12. Switch-level fault models Switch-level fault models are defined at the transistor level. The most prominent fault models in this category are the stuck-open and stuck-on fault models. ◦ If a transistor is permanently non-conducting due to a fault, it is considered to be stuck-open. ◦ Similarly, if a transistor is permanently conducting, it is considered to be stuck-on. These fault models are specially suited for the CMOS technology.

13. Geometric fault models It assume that the layout of the chip is known. For example, knowledge of line widths, inter- line and inter-component distances, and device geometries are used to develop these fault models.
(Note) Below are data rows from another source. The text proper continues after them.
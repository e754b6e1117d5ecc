//! Form and workflow state for the lesson detail page.
//!
//! DESIGN
//! ======
//! Each workflow keeps its inputs as raw strings, exactly as typed, and
//! converts to a wire payload only at submit time. Validation lives here so the
//! page component stays a thin binding layer and the rules are testable
//! without a browser.

#[cfg(test)]
#[path = "lesson_detail_test.rs"]
mod lesson_detail_test;

use crate::net::types::{
    ClassroomPushRequest, CreateLessonVersionPayload, DifferentiatePayload, DifferentiationAudience, ExportFormat,
    LessonDetail, LessonVersion, ShareCreateRequest,
};

/// Status options offered by the version form.
pub const VERSION_STATUSES: [(&str, &str); 2] = [("draft", "Draft"), ("published", "Published")];

pub const VERSION_SAVE_ERROR: &str = "Failed to save version. Try again.";
pub const RESTORE_ERROR: &str = "Unable to restore version. Please try again.";
pub const DIFFERENTIATE_ERROR: &str = "Unable to create a differentiated version. Please try again.";
pub const EXPORT_ERROR: &str = "Export failed. Please try again.";
pub const SHARE_EXPIRY_ERROR: &str = "Expiration must be a positive number of hours or left blank.";
pub const SHARE_ERROR: &str = "Unable to generate share link. Please try again.";
pub const COURSE_REQUIRED: &str = "Course ID is required.";
pub const CONNECTED: &str = "Connected!";
pub const CONNECT_ERROR: &str = "Unable to connect Classroom. Please try again.";
pub const ASSIGNMENT_POSTED: &str = "Assignment posted.";
pub const PUSH_ERROR: &str = "Unable to post the assignment. Please try again.";

/// Default share-link lifetime shown in the expiry field.
pub const DEFAULT_SHARE_HOURS: &str = "72";

fn non_blank(raw: &str) -> Option<String> {
    if raw.trim().is_empty() { None } else { Some(raw.to_owned()) }
}

// ---- new version ----

/// Inputs of the "new version" form.
#[derive(Clone, Debug, PartialEq, Eq)]
pub struct VersionForm {
    pub objective: String,
    /// Teacher notes in Markdown.
    pub teacher_script_md: String,
    pub status: String,
}

impl Default for VersionForm {
    fn default() -> Self {
        Self {
            objective: String::new(),
            teacher_script_md: String::new(),
            status: "draft".to_owned(),
        }
    }
}

impl VersionForm {
    /// Sparse payload: blank fields are left out of the request body.
    pub fn to_payload(&self) -> CreateLessonVersionPayload {
        CreateLessonVersionPayload {
            objective: non_blank(&self.objective),
            teacher_script_md: non_blank(&self.teacher_script_md),
            status: non_blank(&self.status),
            ..CreateLessonVersionPayload::default()
        }
    }
}

// ---- differentiate ----

/// Inputs of the differentiation form.
#[derive(Clone, Debug, Default, PartialEq, Eq)]
pub struct DiffForm {
    pub audience: DifferentiationAudience,
    pub notes: String,
}

impl DiffForm {
    pub fn to_payload(&self) -> DifferentiatePayload {
        let notes = self.notes.trim();
        DifferentiatePayload {
            audience: self.audience,
            notes: (!notes.is_empty()).then(|| notes.to_owned()),
        }
    }
}

pub fn differentiate_success(audience: DifferentiationAudience) -> String {
    format!("Created {} differentiated version.", audience.as_str())
}

// ---- export ----

/// Download name for a binary export: `<title>.<ext>`, `lesson.<ext>` without a title.
pub fn export_filename(title: Option<&str>, format: ExportFormat) -> String {
    let stem = match title.map(str::trim) {
        Some(t) if !t.is_empty() => t,
        _ => "lesson",
    };
    format!("{stem}.{}", format.as_str())
}

pub fn export_downloaded_message(format: ExportFormat) -> String {
    format!("Downloaded {} export.", format.label())
}

pub fn gdoc_ready_message(title: &str) -> String {
    format!("GDoc export ready: {title}")
}

/// Label for an export button given the in-flight slot.
pub fn export_button_label(format: ExportFormat, exporting: Option<ExportFormat>) -> String {
    if exporting == Some(format) {
        format!("Exporting {}…", format.label())
    } else {
        format.label()
    }
}

/// Claim the single export slot. Returns `false` when another export is in flight.
pub fn try_begin_export(slot: &mut Option<ExportFormat>, format: ExportFormat) -> bool {
    if slot.is_some() {
        return false;
    }
    *slot = Some(format);
    true
}

// ---- share ----

/// Parse the share-expiry field.
///
/// Blank means "no expiry sent". Anything else must be a finite number of
/// at least one hour; fractional hours round down to whole hours.
///
/// # Errors
///
/// Returns the inline validation message when the value is unusable.
pub fn parse_share_expiry(raw: &str) -> Result<ShareCreateRequest, &'static str> {
    let trimmed = raw.trim();
    if trimmed.is_empty() {
        return Ok(ShareCreateRequest::default());
    }
    let hours: f64 = trimmed.parse().map_err(|_| SHARE_EXPIRY_ERROR)?;
    if !hours.is_finite() || hours < 1.0 {
        return Err(SHARE_EXPIRY_ERROR);
    }
    let whole = hours.floor();
    if whole > f64::from(u32::MAX) {
        return Err(SHARE_EXPIRY_ERROR);
    }
    #[allow(clippy::cast_possible_truncation, clippy::cast_sign_loss)]
    let expires_in_hours = whole as u32;
    Ok(ShareCreateRequest {
        expires_in_hours: Some(expires_in_hours),
    })
}

// ---- lms push ----

/// Inputs of the "post assignment" form.
#[derive(Clone, Debug, Default, PartialEq, Eq)]
pub struct PushForm {
    pub course_id: String,
    pub topic_id: String,
    pub due_date: String,
}

impl PushForm {
    /// Build the push request for `lesson_id`.
    ///
    /// # Errors
    ///
    /// Returns [`COURSE_REQUIRED`] when the course id is blank.
    pub fn to_request(&self, lesson_id: &str) -> Result<ClassroomPushRequest, &'static str> {
        let course_id = self.course_id.trim();
        if course_id.is_empty() {
            return Err(COURSE_REQUIRED);
        }
        Ok(ClassroomPushRequest {
            lesson_id: lesson_id.to_owned(),
            course_id: course_id.to_owned(),
            topic_id: non_blank(self.topic_id.trim()),
            due_date: non_blank(self.due_date.trim()),
        })
    }
}

// ---- versions ----

/// Versions newest first by `version_no`.
pub fn sort_versions_desc(versions: &[LessonVersion]) -> Vec<LessonVersion> {
    let mut sorted = versions.to_vec();
    sorted.sort_by(|a, b| b.version_no.cmp(&a.version_no));
    sorted
}

pub fn is_current(lesson: &LessonDetail, version: &LessonVersion) -> bool {
    lesson.summary.current_version_id.as_deref() == Some(version.id.as_str())
}

/// Only non-current versions offer a restore control.
pub fn can_restore(lesson: &LessonDetail, version: &LessonVersion) -> bool {
    !is_current(lesson, version)
}
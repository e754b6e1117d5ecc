//! Networking modules for the REST backend.
//!
//! SYSTEM CONTEXT
//! ==============
//! `client` owns base URL, credentials and error mapping, `api` exposes one
//! call per endpoint, and `types` defines the shared wire schema.

pub mod api;
pub mod client;
pub mod types;
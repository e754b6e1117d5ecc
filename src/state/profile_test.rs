use super::*;

fn user() -> User {
    serde_json::from_value(serde_json::json!({
        "id": "u-1",
        "email": "teacher@example.com",
        "full_name": "Ada Teacher",
        "avatar_url": null,
        "locale": "fr-CA",
        "preferred_subjects": ["Science", "Math"],
        "preferred_grade_levels": ["5"],
        "is_active": true,
        "is_superuser": false,
        "roles": [{ "role": "admin" }]
    }))
    .unwrap()
}

#[test]
fn parse_list_trims_and_drops_empty_entries() {
    assert_eq!(parse_list(" Science , ,Math,"), ["Science", "Math"]);
    assert!(parse_list("").is_empty());
}

#[test]
fn to_input_string_joins_with_comma_space() {
    assert_eq!(to_input_string(&["a".to_owned(), "b".to_owned()]), "a, b");
}

#[test]
fn form_prefills_from_user() {
    let form = ProfileForm::from_user(Some(&user()));
    assert_eq!(form.full_name, "Ada Teacher");
    assert_eq!(form.subjects, "Science, Math");
    assert_eq!(form.grades, "5");
    assert_eq!(ProfileForm::from_user(None), ProfileForm::default());
}

#[test]
fn blank_name_is_sent_as_null_with_user_locale() {
    let form = ProfileForm {
        full_name: "  ".to_owned(),
        subjects: "Science, History".to_owned(),
        grades: String::new(),
    };
    let body = serde_json::to_value(form.to_payload(Some(&user()))).unwrap();
    assert_eq!(
        body,
        serde_json::json!({
            "full_name": null,
            "preferred_subjects": ["Science", "History"],
            "preferred_grade_levels": [],
            "locale": "fr-CA"
        })
    );
}

#[test]
fn locale_falls_back_to_en_us() {
    assert_eq!(user_locale(None), "en-US");
    assert_eq!(ProfileForm::default().to_payload(None).locale.as_deref(), Some("en-US"));
}
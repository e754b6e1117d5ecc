//! Generic cached query hook.
//!
//! SYSTEM CONTEXT
//! ==============
//! Every resource hook goes through [`use_query`]: it tracks the hook's
//! parameters and the shared [`QueryCache`], issues a fetch when the cache says
//! the entry needs one, and exposes the decoded [`QueryState`].
//!
//! DESIGN
//! ======
//! Parameters are memoized together with their key, so a hook only reacts
//! when the key actually changes. Fetches run on `spawn_local`; the per-key
//! `fetching` flag set before spawning keeps a key from being requested twice.

use std::future::Future;

use leptos::prelude::*;
use serde::Serialize;
use serde::de::DeserializeOwned;

use crate::net::client::ApiError;
use crate::state::query_cache::{QueryCache, QueryState};
use crate::state::query_key::QueryKey;
use crate::util::browser::now_ms;

/// Fresh until invalidated.
pub const NO_STALE_TIME: f64 = 0.0;

/// The shared cache provided by `App`.
pub fn use_cache() -> RwSignal<QueryCache> {
    expect_context::<RwSignal<QueryCache>>()
}

/// Subscribe to one cached resource.
///
/// `params` returning `None` disables the query: nothing is requested and the
/// state reads [`QueryState::Disabled`].
pub fn use_query<P, T, F, Fut>(
    params: impl Fn() -> Option<P> + Send + Sync + 'static,
    key_of: fn(&P) -> QueryKey,
    stale_time_ms: f64,
    fetch: F,
) -> Signal<QueryState<T>>
where
    P: Clone + PartialEq + Send + Sync + 'static,
    T: Serialize + DeserializeOwned + Clone + Send + Sync + 'static,
    F: Fn(P) -> Fut + Copy + 'static,
    Fut: Future<Output = Result<T, ApiError>> + 'static,
{
    let cache = use_cache();
    let keyed = Memo::new(move |_| params().map(|p| (key_of(&p), p)));

    Effect::new(move || {
        let Some((key, p)) = keyed.get() else {
            return;
        };
        if !cache.with(|c| c.should_fetch(&key, now_ms())) {
            return;
        }
        cache.update(|c| c.begin_fetch(&key, stale_time_ms));
        leptos::task::spawn_local(async move {
            let result = fetch(p)
                .await
                .and_then(|value| serde_json::to_value(&value).map_err(|e| ApiError::Decode(e.to_string())));
            match result {
                Ok(data) => cache.update(|c| c.resolve_ok(&key, data, now_ms())),
                Err(e) => {
                    leptos::logging::warn!("query {key} failed: {e}");
                    cache.update(|c| c.resolve_err(&key, e.to_string()));
                }
            }
        });
    });

    Signal::derive(move || match keyed.get() {
        None => QueryState::Disabled,
        Some((key, _)) => cache.with(|c| c.state::<T>(&key)),
    })
}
The bridging fault model thus developed leads to accurate detection of realistic defects. With shrinking geometries of very large scale integrated (VLSI) chips, this fault model will become increasingly important.

14. Geometric fault models Bridging fault models can also be defined at the structural or switch levels. For non-CMOS technologies, a Bridging Fault between two lines is assumed to result in an AND or OR function being realized on the two lines. These kinds of faults are referred to as wired-AND and wired-OR, respectively

15. Delay fault models Instead of affecting the logical behavior of the circuit, a fault may affect its temporal behavior only; such faults are called delay faults (DFs). Two types of DF models are usually used: ◦ The gate delay fault model: a circuit is said to have a gate delay fault (GDF) in some gate if an input or output of the gate has a lumped DF manifested as a slow 0 → 1 or 1 → 0 transition. ◦ The path delay fault model: a circuit is said to have a path delay fault (PDF) if there exists a path from a primary input to a primary output in it which is slow to propagate a 0 → 1 or 1 → 0 transition from its input to its output.